Exercise objective:
Find the line containing "let err = assemble_segment(&buffer, done(DoneStatus::COUNT", then output it and every line after it through the end of the listing below, exactly as written.

Input for this task:
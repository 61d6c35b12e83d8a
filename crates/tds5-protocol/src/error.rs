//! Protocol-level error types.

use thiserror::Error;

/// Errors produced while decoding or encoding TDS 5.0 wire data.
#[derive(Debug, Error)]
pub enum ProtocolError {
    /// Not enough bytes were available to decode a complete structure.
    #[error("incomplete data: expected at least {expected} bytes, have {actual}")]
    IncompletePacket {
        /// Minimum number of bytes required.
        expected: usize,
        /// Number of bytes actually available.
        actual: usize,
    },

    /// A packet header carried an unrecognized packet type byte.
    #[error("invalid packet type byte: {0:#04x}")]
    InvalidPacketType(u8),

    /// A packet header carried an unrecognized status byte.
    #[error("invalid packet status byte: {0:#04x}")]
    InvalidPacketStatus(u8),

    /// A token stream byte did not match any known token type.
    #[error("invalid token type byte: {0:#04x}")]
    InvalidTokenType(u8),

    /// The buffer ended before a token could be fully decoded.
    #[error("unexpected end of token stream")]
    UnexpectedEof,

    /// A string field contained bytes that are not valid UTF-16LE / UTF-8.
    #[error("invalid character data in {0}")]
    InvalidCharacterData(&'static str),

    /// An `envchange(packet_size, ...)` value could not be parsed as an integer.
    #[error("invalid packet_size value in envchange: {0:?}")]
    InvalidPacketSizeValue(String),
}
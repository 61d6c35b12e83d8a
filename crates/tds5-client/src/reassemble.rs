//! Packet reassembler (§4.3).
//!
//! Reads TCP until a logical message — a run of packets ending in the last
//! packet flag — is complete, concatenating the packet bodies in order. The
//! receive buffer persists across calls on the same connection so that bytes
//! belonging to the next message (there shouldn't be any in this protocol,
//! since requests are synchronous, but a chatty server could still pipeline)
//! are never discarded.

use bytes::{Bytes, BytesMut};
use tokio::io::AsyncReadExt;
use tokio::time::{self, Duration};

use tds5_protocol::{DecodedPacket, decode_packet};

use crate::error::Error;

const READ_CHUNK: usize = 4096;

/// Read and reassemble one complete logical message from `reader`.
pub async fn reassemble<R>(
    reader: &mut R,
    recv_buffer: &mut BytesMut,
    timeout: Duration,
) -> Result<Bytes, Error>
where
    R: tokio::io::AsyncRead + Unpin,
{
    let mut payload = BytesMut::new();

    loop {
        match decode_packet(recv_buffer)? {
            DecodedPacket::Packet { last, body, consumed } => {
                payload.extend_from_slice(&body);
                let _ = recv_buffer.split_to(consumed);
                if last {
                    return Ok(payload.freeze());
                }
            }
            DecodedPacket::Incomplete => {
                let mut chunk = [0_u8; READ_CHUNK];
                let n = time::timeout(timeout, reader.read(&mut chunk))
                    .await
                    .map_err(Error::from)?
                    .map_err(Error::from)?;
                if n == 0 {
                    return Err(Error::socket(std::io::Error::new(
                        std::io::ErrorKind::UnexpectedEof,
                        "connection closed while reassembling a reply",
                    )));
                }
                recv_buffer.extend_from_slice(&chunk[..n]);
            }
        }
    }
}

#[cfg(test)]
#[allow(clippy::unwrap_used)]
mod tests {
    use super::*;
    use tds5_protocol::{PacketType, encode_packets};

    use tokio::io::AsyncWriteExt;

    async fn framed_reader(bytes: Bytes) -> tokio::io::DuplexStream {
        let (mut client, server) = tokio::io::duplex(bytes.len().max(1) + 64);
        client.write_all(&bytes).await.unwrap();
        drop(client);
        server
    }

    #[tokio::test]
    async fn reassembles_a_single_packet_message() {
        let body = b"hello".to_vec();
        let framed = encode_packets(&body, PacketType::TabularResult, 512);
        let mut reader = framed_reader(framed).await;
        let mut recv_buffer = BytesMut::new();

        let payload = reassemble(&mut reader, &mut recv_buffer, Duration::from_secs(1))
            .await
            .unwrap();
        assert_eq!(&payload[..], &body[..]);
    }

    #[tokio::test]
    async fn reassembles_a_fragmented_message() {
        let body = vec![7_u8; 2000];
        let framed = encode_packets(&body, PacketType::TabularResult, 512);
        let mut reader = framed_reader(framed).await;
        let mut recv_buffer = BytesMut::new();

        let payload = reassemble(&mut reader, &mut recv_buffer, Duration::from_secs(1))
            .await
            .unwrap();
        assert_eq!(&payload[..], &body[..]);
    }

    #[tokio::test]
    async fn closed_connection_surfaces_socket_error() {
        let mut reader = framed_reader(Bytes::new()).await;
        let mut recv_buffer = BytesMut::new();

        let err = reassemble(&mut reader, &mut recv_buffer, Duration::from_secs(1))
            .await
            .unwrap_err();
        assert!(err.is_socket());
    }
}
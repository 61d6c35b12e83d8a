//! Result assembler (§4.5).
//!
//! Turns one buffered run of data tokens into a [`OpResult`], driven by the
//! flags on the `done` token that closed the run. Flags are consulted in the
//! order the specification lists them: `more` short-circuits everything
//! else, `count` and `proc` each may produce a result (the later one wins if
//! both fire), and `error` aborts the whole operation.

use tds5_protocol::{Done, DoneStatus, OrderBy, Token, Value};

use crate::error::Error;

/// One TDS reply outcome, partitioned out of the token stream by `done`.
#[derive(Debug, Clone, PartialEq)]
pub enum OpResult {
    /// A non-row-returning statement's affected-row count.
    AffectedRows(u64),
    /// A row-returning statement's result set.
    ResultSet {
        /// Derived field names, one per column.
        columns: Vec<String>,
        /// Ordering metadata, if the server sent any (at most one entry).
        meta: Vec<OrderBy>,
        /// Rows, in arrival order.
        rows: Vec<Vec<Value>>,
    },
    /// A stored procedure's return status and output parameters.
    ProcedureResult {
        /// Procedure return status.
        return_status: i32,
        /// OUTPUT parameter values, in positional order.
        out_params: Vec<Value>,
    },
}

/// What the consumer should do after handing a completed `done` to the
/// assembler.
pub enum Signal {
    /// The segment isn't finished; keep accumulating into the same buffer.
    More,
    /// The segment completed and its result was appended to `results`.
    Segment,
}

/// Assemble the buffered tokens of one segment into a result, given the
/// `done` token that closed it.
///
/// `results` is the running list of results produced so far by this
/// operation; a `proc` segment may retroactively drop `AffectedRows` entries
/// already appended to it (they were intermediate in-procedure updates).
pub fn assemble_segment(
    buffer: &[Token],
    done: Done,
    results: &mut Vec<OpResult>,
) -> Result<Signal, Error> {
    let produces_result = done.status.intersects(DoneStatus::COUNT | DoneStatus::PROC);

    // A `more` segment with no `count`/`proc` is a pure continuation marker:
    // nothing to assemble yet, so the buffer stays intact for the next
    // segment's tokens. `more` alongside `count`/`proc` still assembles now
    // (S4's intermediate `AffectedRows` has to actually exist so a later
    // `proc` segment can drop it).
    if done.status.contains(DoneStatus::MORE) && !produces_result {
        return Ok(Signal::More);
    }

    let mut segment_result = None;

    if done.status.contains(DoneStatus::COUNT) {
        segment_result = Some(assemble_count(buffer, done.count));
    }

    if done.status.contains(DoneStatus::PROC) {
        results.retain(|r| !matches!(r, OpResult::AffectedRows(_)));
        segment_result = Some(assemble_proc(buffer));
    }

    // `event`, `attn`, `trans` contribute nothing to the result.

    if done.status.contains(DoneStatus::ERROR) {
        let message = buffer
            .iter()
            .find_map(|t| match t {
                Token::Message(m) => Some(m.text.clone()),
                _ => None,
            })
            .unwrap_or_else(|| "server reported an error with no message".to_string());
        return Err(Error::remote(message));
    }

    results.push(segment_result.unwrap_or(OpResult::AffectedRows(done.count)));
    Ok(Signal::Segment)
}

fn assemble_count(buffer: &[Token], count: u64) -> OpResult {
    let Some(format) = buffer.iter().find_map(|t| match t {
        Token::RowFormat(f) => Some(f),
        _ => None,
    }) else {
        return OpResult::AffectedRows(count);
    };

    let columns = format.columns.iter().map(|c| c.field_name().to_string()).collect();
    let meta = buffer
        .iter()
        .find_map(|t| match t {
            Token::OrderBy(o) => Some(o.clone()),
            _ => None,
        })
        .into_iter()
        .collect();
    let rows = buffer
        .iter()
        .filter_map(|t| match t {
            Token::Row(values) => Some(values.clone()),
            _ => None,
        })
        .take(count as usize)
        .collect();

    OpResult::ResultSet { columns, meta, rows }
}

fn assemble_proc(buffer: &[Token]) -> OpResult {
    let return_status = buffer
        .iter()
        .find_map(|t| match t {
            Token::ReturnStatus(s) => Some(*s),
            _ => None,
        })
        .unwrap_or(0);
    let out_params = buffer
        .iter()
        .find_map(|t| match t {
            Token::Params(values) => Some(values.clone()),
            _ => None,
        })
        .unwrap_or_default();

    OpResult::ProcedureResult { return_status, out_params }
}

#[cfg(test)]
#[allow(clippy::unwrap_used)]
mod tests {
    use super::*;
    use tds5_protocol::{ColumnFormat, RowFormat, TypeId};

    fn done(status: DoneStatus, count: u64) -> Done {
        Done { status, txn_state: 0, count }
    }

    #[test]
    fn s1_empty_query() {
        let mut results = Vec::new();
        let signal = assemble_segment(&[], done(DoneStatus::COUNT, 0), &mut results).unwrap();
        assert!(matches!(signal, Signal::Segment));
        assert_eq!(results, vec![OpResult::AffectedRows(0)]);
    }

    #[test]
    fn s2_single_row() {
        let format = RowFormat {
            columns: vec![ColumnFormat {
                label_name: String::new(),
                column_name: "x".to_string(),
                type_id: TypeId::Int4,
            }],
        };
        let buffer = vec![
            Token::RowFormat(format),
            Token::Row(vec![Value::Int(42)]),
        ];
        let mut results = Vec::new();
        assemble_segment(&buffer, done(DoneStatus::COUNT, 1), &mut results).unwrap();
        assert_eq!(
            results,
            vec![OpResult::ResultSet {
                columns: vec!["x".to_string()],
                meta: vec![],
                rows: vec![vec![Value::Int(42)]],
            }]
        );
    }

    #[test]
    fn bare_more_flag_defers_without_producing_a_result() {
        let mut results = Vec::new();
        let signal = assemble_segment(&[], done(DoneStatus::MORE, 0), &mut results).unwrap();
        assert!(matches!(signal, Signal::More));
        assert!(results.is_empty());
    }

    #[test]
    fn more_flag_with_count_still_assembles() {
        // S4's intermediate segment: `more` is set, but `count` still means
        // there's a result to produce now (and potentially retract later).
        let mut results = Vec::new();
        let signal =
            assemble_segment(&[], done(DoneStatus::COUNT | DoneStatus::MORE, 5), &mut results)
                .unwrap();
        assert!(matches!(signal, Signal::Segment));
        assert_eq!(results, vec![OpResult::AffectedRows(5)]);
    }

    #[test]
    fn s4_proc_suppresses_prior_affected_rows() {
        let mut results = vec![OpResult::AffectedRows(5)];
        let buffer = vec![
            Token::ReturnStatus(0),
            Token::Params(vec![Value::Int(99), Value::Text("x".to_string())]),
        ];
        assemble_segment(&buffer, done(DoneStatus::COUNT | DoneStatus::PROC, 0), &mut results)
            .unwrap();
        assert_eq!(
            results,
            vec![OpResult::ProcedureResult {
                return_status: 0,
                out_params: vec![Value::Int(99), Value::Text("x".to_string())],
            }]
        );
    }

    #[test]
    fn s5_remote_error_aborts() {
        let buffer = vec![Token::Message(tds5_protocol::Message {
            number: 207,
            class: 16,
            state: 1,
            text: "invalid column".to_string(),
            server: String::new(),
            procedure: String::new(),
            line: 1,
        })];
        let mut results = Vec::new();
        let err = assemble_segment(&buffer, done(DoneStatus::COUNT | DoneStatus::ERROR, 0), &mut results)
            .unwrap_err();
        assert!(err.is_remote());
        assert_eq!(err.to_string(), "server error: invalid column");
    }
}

Solution for this task:
        let err = assemble_segment(&buffer, done(DoneStatus::COUNT | DoneStatus::ERROR, 0), &mut results)
            .unwrap_err();
        assert!(err.is_remote());
        assert_eq!(err.to_string(), "server error: invalid column");
    }
}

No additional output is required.